Im Sinne des § 5 Abs. 2 StVO genügt bereits die bloße Vermutung einer Alkoholbeeinträchtigung für die Berechtigung eines Straßenaufsichtsorganes zur Aufforderung, die Atemluft auf Alkoholgehalt untersuchen zu lassen. Der Geruch nach Alkohol rechtfertigt daher die Annahme einer derartigen Vermutung und damit die Rechtmäßigkeit der Aufforderung zur Atemluftprobe durch das Organ der Straßenaufsicht. Ein Verhalten des Untersuchten, daß das Zustandekommen der mittels Atemalkoholmeßgerät durchgeführten Untersuchung verhindert, gilt als Verweigerung der Atemluftprobe (VwGH 19.6.1991, 91/02/0024; in ZfVB 1992/4 Nr.1608). Da bereits das Vorliegen eines Indizes einer Alkoholbeeinträchtigung, zB. eine nach Alkohol riechende Atemluft oder gerötete Augenbindehäute, die Verpflichtung zur Leistung des "Alkotestes" auslöst (VwGH 23.10.1967, 582/67, ZVR 1968/177; in StVO-Benes-Messiner (Kommentierte Ausgabe), 8. Auflage, Seite 153, E 129; VwGH 30.1.1979 in ZfVB 1979/4/1409 u.v.a.) erfolgte die Aufforderung zu Recht.

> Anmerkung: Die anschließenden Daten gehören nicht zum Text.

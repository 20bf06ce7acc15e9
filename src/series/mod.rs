//! Per-request computation: selection filtering, daily derivation, and
//! chart-ready series assembly.
//!
//! Every user interaction is the same explicit composition over the
//! immutable dataset:
//!
//! ```text
//! select_*(table, keys)  ->  derive_daily(rows)  ->  ChartData::build(...)
//! ```
//!
//! All three are pure functions of their inputs; nothing here mutates or
//! caches. An empty selection flows through the whole chain and comes out
//! as an empty chart, never an error.

use chrono::NaiveDate;
use serde::Serialize;

use crate::models::{DerivedRow, Metric, TimeSeriesRow, UnifiedTable};

/// Axis label format: short human-readable dates ("Mar 01, 2020").
pub const DATE_LABEL_FORMAT: &str = "%b %d, %Y";

// =============================================================================
// Selection Filter
// =============================================================================

/// Slice the combined table to one (country, subdivision) pair, sorted by
/// ascending date.
///
/// A stale selection (subdivision left over from a previous country) simply
/// matches nothing and yields an empty slice.
pub fn select_world(table: &UnifiedTable, country: &str, state: &str) -> Vec<TimeSeriesRow> {
    sorted_by_date(
        table
            .rows
            .iter()
            .filter(|r| r.key.country == country && r.key.state == state)
            .cloned()
            .collect(),
    )
}

/// Slice the county table to one (state, county) pair, sorted by ascending
/// date.
pub fn select_county(table: &UnifiedTable, state: &str, county: &str) -> Vec<TimeSeriesRow> {
    sorted_by_date(
        table
            .rows
            .iter()
            .filter(|r| r.key.state == state && r.key.county.as_deref() == Some(county))
            .cloned()
            .collect(),
    )
}

fn sorted_by_date(mut rows: Vec<TimeSeriesRow>) -> Vec<TimeSeriesRow> {
    rows.sort_by_key(|r| r.date);
    rows
}

// =============================================================================
// Derived Metrics
// =============================================================================

/// Compute day-over-day deltas over one date-sorted region slice.
///
/// For each cumulative column C: `new[i] = max(0, C[i] - C[i-1])` for
/// `i > 0`, and 0 for the first observation. Negative deltas are upstream
/// corrections to the cumulative series; a negative "new cases" count is
/// nonsense, so they clamp to zero. Rows with `recovered = None` are
/// treated as a recovered column of all zeros.
///
/// Output length always equals input length.
pub fn derive_daily(rows: &[TimeSeriesRow]) -> Vec<DerivedRow> {
    let mut out = Vec::with_capacity(rows.len());
    let mut prev: Option<(i64, i64, i64)> = None;

    for row in rows {
        let recovered = row.recovered.unwrap_or(0);
        let (new_confirmed, new_deaths, new_recovered) = match prev {
            None => (0, 0, 0),
            Some((pc, pd, pr)) => (
                (row.confirmed - pc).max(0),
                (row.deaths - pd).max(0),
                (recovered - pr).max(0),
            ),
        };

        out.push(DerivedRow {
            date: row.date,
            cum_confirmed: row.confirmed,
            cum_deaths: row.deaths,
            cum_recovered: recovered,
            new_confirmed,
            new_deaths,
            new_recovered,
        });
        prev = Some((row.confirmed, row.deaths, recovered));
    }

    out
}

// =============================================================================
// Chart-Ready Series
// =============================================================================

/// One metric's values across the selected date range.
#[derive(Debug, Clone, PartialEq, Serialize)]
#[serde(rename_all = "camelCase")]
pub struct MetricSeries {
    pub metric: Metric,
    /// Running totals, one per date.
    pub cumulative: Vec<i64>,
    /// Day-over-day increases, one per date. Never negative.
    pub new: Vec<i64>,
}

/// Everything a grouped bar chart needs: the date axis, display labels,
/// and one series per selected metric.
#[derive(Debug, Clone, PartialEq, Serialize)]
#[serde(rename_all = "camelCase")]
pub struct ChartData {
    pub dates: Vec<NaiveDate>,
    /// Axis labels in [`DATE_LABEL_FORMAT`].
    pub labels: Vec<String>,
    pub series: Vec<MetricSeries>,
}

impl ChartData {
    /// Assemble chart data from derived rows for the selected metrics.
    ///
    /// Metrics absent from the underlying data (Recovered on the county
    /// scope) come out as all-zero series rather than being dropped.
    pub fn build(rows: &[DerivedRow], metrics: &[Metric]) -> Self {
        let dates: Vec<NaiveDate> = rows.iter().map(|r| r.date).collect();
        let labels = dates
            .iter()
            .map(|d| d.format(DATE_LABEL_FORMAT).to_string())
            .collect();

        let series = metrics
            .iter()
            .map(|&metric| MetricSeries {
                metric,
                cumulative: rows.iter().map(|r| r.cumulative(metric)).collect(),
                new: rows.iter().map(|r| r.delta(metric)).collect(),
            })
            .collect();

        Self {
            dates,
            labels,
            series,
        }
    }

    /// True when the selection matched no rows.
    pub fn is_empty(&self) -> bool {
        self.dates.is_empty()
    }
}

// =============================================================================
// Tests
// =============================================================================

#[cfg(test)]
mod tests {
    use super::*;
    use crate::models::{RegionKey, REGION_ALL};

    fn date(d: u32) -> NaiveDate {
        NaiveDate::from_ymd_opt(2020, 3, d).unwrap()
    }

    fn world_rows(country: &str, state: &str, confirmed: &[i64]) -> Vec<TimeSeriesRow> {
        confirmed
            .iter()
            .enumerate()
            .map(|(i, &c)| TimeSeriesRow {
                key: RegionKey::new(country, state),
                date: date(i as u32 + 1),
                confirmed: c,
                deaths: c / 10,
                recovered: None,
            })
            .collect()
    }

    #[test]
    fn test_select_world_exact_match_sorted() {
        let mut rows = world_rows("Italy", REGION_ALL, &[10, 15, 20]);
        rows.reverse(); // insertion order deliberately backwards
        rows.extend(world_rows("France", REGION_ALL, &[1, 2, 3]));
        let table = UnifiedTable::new(rows);

        let selected = select_world(&table, "Italy", REGION_ALL);
        assert_eq!(selected.len(), 3);
        assert_eq!(selected[0].date, date(1));
        assert_eq!(selected[0].confirmed, 10);
        assert_eq!(selected[2].confirmed, 20);
    }

    #[test]
    fn test_select_world_stale_selection_is_empty() {
        let table = UnifiedTable::new(world_rows("Italy", REGION_ALL, &[10]));
        assert!(select_world(&table, "Italy", "Lombardy").is_empty());
        assert!(select_world(&table, "Atlantis", REGION_ALL).is_empty());
    }

    #[test]
    fn test_select_county() {
        let mut rows = Vec::new();
        for (county, base) in [("Cook", 100), ("Adams", 5)] {
            for day in 1..=2 {
                rows.push(TimeSeriesRow {
                    key: RegionKey::with_county("US", "Illinois", county),
                    date: date(day),
                    confirmed: base + day as i64,
                    deaths: 0,
                    recovered: None,
                });
            }
        }
        let table = UnifiedTable::new(rows);

        let cook = select_county(&table, "Illinois", "Cook");
        assert_eq!(cook.len(), 2);
        assert_eq!(cook[0].confirmed, 101);
        assert!(select_county(&table, "Illinois", "Will").is_empty());
    }

    #[test]
    fn test_derive_daily_clamps_corrections() {
        // cumulative [10, 15, 12, 20] must derive [0, 5, 0, 8]
        let rows = world_rows("Italy", REGION_ALL, &[10, 15, 12, 20]);
        let derived = derive_daily(&rows);

        let news: Vec<i64> = derived.iter().map(|r| r.new_confirmed).collect();
        assert_eq!(news, vec![0, 5, 0, 8]);
    }

    #[test]
    fn test_derive_daily_length_and_first_row() {
        let rows = world_rows("Italy", REGION_ALL, &[10, 15, 20]);
        let derived = derive_daily(&rows);

        assert_eq!(derived.len(), rows.len());
        assert_eq!(derived[0].new_confirmed, 0);
        assert_eq!(derived[0].new_deaths, 0);
        assert_eq!(derived[0].new_recovered, 0);
    }

    #[test]
    fn test_derive_daily_never_negative() {
        let rows = world_rows("Italy", REGION_ALL, &[100, 40, 90, 10]);
        for r in derive_daily(&rows) {
            assert!(r.new_confirmed >= 0);
            assert!(r.new_deaths >= 0);
            assert!(r.new_recovered >= 0);
        }
    }

    #[test]
    fn test_derive_daily_empty_input() {
        assert!(derive_daily(&[]).is_empty());
    }

    #[test]
    fn test_derive_daily_absent_recovered_is_zeros() {
        let rows = world_rows("Italy", REGION_ALL, &[10, 20]);
        let derived = derive_daily(&rows);

        assert!(derived.iter().all(|r| r.cum_recovered == 0));
        assert!(derived.iter().all(|r| r.new_recovered == 0));
    }

    #[test]
    fn test_derive_daily_monotonic_roundtrip() {
        // with no clamping, prefix sums of new values reconstruct cumulatives
        let rows = world_rows("Italy", REGION_ALL, &[3, 7, 7, 12, 30]);
        let derived = derive_daily(&rows);

        let mut reconstructed = derived[0].cum_confirmed;
        for (i, r) in derived.iter().enumerate().skip(1) {
            reconstructed += r.new_confirmed;
            assert_eq!(reconstructed, rows[i].confirmed);
        }
    }

    #[test]
    fn test_chart_data_build() {
        let rows = world_rows("Italy", REGION_ALL, &[10, 15]);
        let chart = ChartData::build(&derive_daily(&rows), &[Metric::Confirmed, Metric::Deaths]);

        assert_eq!(chart.dates.len(), 2);
        assert_eq!(chart.labels[0], "Mar 01, 2020");
        assert_eq!(chart.series.len(), 2);
        assert_eq!(chart.series[0].metric, Metric::Confirmed);
        assert_eq!(chart.series[0].cumulative, vec![10, 15]);
        assert_eq!(chart.series[0].new, vec![0, 5]);
    }

    #[test]
    fn test_chart_data_recovered_without_data_is_zero_series() {
        let rows = world_rows("Italy", REGION_ALL, &[10, 15]);
        let chart = ChartData::build(&derive_daily(&rows), &[Metric::Recovered]);

        assert_eq!(chart.series[0].cumulative, vec![0, 0]);
        assert_eq!(chart.series[0].new, vec![0, 0]);
    }

    #[test]
    fn test_chart_data_empty_selection() {
        let chart = ChartData::build(&[], &[Metric::Confirmed]);
        assert!(chart.is_empty());
        assert!(chart.series[0].cumulative.is_empty());
    }

    #[test]
    fn test_synthesized_recovered_flows_through_chart() {
        // US scope: recovered synthesized as 0.11 x confirmed
        let mut rows = world_rows("US", REGION_ALL, &[100, 200]);
        for r in &mut rows {
            r.recovered = Some((0.11 * r.confirmed as f64).round() as i64);
        }
        let chart = ChartData::build(&derive_daily(&rows), &[Metric::Recovered]);

        assert_eq!(chart.series[0].cumulative, vec![11, 22]);
        assert_eq!(chart.series[0].new, vec![0, 11]);
    }

    #[test]
    fn test_combined_table_us_selection_spans_full_range() {
        // world rows for the country-level US series, plus a concatenated
        // state rollup: selecting (US, "<all>") must hit the world series
        let mut rows = world_rows("US", REGION_ALL, &[1, 2, 3, 4]);
        rows.extend(world_rows("US", "Illinois", &[1, 1]));
        let table = UnifiedTable::new(rows);

        let selected = select_world(&table, "US", REGION_ALL);
        assert_eq!(selected.len(), 4);
        assert_eq!(selected.first().unwrap().date, date(1));
        assert_eq!(selected.last().unwrap().date, date(4));
    }
}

5. Bei der Strafzumessung ist gemäß § 19 VStG Grundlage für die Bemessung der Strafe stets das Ausmaß der mit der Tat verbundenen Schädigung oder Gefährdung derjenigen Interessen, deren Schutz die Strafdrohung dient sowie der Umstand, inwieweit die Tat sonst nachteilige Folgen nach sich gezogen hat. Überdies sind die nach dem Zweck der Strafdrohung in Betracht kommenden Erschwerungs- und Milderungsgründe, soweit sie nicht schon die Strafdrohung bestimmen, gegeneinander abzuwägen. Auf das Ausmaß des Verschuldens ist Bedacht zu nehmen. Unter Berücksichtigung der Eigenart des Verwaltungsstrafrechtes sind die Bestimmungen der §§ 32 - 35 StGB (Strafgesetzbuch) sinngemäß anzuwenden.

5.1. Als strafmildernd war die bisherige Unbescholtenheit zu werten. Erschwerende Umstände liegen keine vor. Im Falle des "erheblichen" Überwiegens der Milderungsgründe, es kommt hiebei nicht auf die Zahl der mildernden Umstände, sondern auf deren Gewicht an, rechtfertigt dies die Anwendung des außerordentlichen Milderungsrechtes (VwGH 15.12.1989, 89/09/0100). Im Zusammenhang mit der reduzierten Schuldfähigkeit liegt ein "erhebliches Überwiegen" der mildernden Umstände vor. Es war sohin im Sinne des § 20 in Zusammenhalt mit § 19 Abs.1 und 2 VStG der gesetzliche Strafrahmen um die Hälfte zu reduzieren und spruchgemäß zu entscheiden.

Rechtsmittelbelehrung:

Gegen diesen Bescheid ist eine weitere Berufung unzulässig.

H i n w e i s:

Gegen diesen Bescheid kann innerhalb von sechs Wochen ab der Zustellung eine Beschwerde beim Verwaltungsgerichtshof oder an den Verfassungsgerichtshof erhoben werden. Sie muß von einem Rechtsanwalt unterschrieben sein.